Exercise directions — Return every record exactly as written.

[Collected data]
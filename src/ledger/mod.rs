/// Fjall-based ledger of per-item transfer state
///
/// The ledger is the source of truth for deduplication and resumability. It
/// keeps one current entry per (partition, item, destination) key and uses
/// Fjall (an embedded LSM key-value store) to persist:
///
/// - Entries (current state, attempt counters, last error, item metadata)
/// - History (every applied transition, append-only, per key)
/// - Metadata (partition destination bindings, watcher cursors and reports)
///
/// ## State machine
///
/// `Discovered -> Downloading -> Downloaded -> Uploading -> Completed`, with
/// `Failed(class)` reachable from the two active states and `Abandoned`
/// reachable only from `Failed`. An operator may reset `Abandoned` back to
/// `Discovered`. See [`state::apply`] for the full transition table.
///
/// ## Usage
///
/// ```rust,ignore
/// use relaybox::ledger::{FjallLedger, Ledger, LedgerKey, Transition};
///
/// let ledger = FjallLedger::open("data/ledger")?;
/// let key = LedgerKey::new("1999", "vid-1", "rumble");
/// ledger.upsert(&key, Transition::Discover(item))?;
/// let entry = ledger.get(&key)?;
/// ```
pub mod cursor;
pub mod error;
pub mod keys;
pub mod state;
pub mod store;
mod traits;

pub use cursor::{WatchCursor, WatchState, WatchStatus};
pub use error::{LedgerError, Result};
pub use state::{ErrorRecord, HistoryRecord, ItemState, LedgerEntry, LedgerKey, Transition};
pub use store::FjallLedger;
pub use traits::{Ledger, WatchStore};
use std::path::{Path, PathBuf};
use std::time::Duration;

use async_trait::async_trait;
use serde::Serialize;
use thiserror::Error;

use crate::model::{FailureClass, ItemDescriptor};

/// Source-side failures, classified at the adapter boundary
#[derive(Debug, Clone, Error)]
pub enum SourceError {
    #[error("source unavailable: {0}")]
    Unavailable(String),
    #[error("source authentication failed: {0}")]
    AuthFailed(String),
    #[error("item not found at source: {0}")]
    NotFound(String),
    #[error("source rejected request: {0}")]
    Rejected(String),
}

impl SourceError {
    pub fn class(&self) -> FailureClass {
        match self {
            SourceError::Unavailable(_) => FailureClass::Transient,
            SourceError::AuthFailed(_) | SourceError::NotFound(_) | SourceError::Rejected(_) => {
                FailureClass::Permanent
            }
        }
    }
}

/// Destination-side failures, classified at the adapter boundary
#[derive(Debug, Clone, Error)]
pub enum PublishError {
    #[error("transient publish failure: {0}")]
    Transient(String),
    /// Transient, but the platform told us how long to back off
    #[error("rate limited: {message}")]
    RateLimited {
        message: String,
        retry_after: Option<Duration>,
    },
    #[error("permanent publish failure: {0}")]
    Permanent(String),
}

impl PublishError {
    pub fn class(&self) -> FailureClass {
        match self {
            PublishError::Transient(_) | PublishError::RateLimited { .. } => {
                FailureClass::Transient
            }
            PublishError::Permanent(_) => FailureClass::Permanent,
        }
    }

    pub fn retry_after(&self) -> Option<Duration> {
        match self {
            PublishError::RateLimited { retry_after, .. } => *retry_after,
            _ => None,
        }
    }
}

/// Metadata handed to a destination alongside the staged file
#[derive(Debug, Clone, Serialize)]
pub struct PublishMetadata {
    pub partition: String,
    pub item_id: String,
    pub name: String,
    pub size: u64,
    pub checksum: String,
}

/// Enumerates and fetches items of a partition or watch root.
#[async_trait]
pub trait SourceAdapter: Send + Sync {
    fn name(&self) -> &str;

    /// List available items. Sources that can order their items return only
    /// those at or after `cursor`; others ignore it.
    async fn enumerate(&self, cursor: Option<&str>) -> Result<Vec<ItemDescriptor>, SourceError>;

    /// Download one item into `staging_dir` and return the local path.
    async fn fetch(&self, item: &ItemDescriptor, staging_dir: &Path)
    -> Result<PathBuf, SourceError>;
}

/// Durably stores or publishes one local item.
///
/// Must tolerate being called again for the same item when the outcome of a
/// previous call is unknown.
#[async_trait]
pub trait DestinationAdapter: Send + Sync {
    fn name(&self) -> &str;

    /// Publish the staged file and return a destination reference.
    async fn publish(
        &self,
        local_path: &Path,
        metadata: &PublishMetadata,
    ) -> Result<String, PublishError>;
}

Written solution —
filename src/ledger/mod.rs
/// Fjall-based ledger of per-item transfer state
///
/// The ledger is the source of truth for deduplication and resumability. It
/// keeps one current entry per (partition, item, destination) key and uses
/// Fjall (an embedded LSM key-value store) to persist:
///
/// - Entries (current state, attempt counters, last error, item metadata)
/// - History (every applied transition, append-only, per key)
/// - Metadata (partition destination bindings, watcher cursors and reports)
///
/// ## State machine
///
/// `Discovered -> Downloading -> Downloaded -> Uploading -> Completed`, with
/// `Failed(class)` reachable from the two active states and `Abandoned`
/// reachable only from `Failed`. An operator may reset `Abandoned` back to
/// `Discovered`. See [`state::apply`] for the full transition table.
///
/// ## Usage
///
/// ```rust,ignore
/// use relaybox::ledger::{FjallLedger, Ledger, LedgerKey, Transition};
///
/// let ledger = FjallLedger::open("data/ledger")?;
/// let key = LedgerKey::new("1999", "vid-1", "rumble");
/// ledger.upsert(&key, Transition::Discover(item))?;
/// let entry = ledger.get(&key)?;
/// ```
pub mod cursor;
pub mod error;
pub mod keys;
pub mod state;
pub mod store;
mod traits;

pub use cursor::{WatchCursor, WatchState, WatchStatus};
pub use error::{LedgerError, Result};
pub use state::{ErrorRecord, HistoryRecord, ItemState, LedgerEntry, LedgerKey, Transition};
pub use store::FjallLedger;
pub use traits::{Ledger, WatchStore};
use std::path::{Path, PathBuf};
use std::time::Duration;

use async_trait::async_trait;
use serde::Serialize;
use thiserror::Error;

use crate::model::{FailureClass, ItemDescriptor};

/// Source-side failures, classified at the adapter boundary
#[derive(Debug, Clone, Error)]
pub enum SourceError {
    #[error("source unavailable: {0}")]
    Unavailable(String),
    #[error("source authentication failed: {0}")]
    AuthFailed(String),
    #[error("item not found at source: {0}")]
    NotFound(String),
    #[error("source rejected request: {0}")]
    Rejected(String),
}

impl SourceError {
    pub fn class(&self) -> FailureClass {
        match self {
            SourceError::Unavailable(_) => FailureClass::Transient,
            SourceError::AuthFailed(_) | SourceError::NotFound(_) | SourceError::Rejected(_) => {
                FailureClass::Permanent
            }
        }
    }
}

/// Destination-side failures, classified at the adapter boundary
#[derive(Debug, Clone, Error)]
pub enum PublishError {
    #[error("transient publish failure: {0}")]
    Transient(String),
    /// Transient, but the platform told us how long to back off
    #[error("rate limited: {message}")]
    RateLimited {
        message: String,
        retry_after: Option<Duration>,
    },
    #[error("permanent publish failure: {0}")]
    Permanent(String),
}

impl PublishError {
    pub fn class(&self) -> FailureClass {
        match self {
            PublishError::Transient(_) | PublishError::RateLimited { .. } => {
                FailureClass::Transient
            }
            PublishError::Permanent(_) => FailureClass::Permanent,
        }
    }

    pub fn retry_after(&self) -> Option<Duration> {
        match self {
            PublishError::RateLimited { retry_after, .. } => *retry_after,
            _ => None,
        }
    }
}

/// Metadata handed to a destination alongside the staged file
#[derive(Debug, Clone, Serialize)]
pub struct PublishMetadata {
    pub partition: String,
    pub item_id: String,
    pub name: String,
    pub size: u64,
    pub checksum: String,
}

/// Enumerates and fetches items of a partition or watch root.
#[async_trait]
pub trait SourceAdapter: Send + Sync {
    fn name(&self) -> &str;

    /// List available items. Sources that can order their items return only
    /// those at or after `cursor`; others ignore it.
    async fn enumerate(&self, cursor: Option<&str>) -> Result<Vec<ItemDescriptor>, SourceError>;

    /// Download one item into `staging_dir` and return the local path.
    async fn fetch(&self, item: &ItemDescriptor, staging_dir: &Path)
    -> Result<PathBuf, SourceError>;
}

/// Durably stores or publishes one local item.
///
/// Must tolerate being called again for the same item when the outcome of a
/// previous call is unknown.
#[async_trait]
pub trait DestinationAdapter: Send + Sync {
    fn name(&self) -> &str;

    /// Publish the staged file and return a destination reference.
    async fn publish(
        &self,
        local_path: &Path,
        metadata: &PublishMetadata,
    ) -> Result<String, PublishError>;
}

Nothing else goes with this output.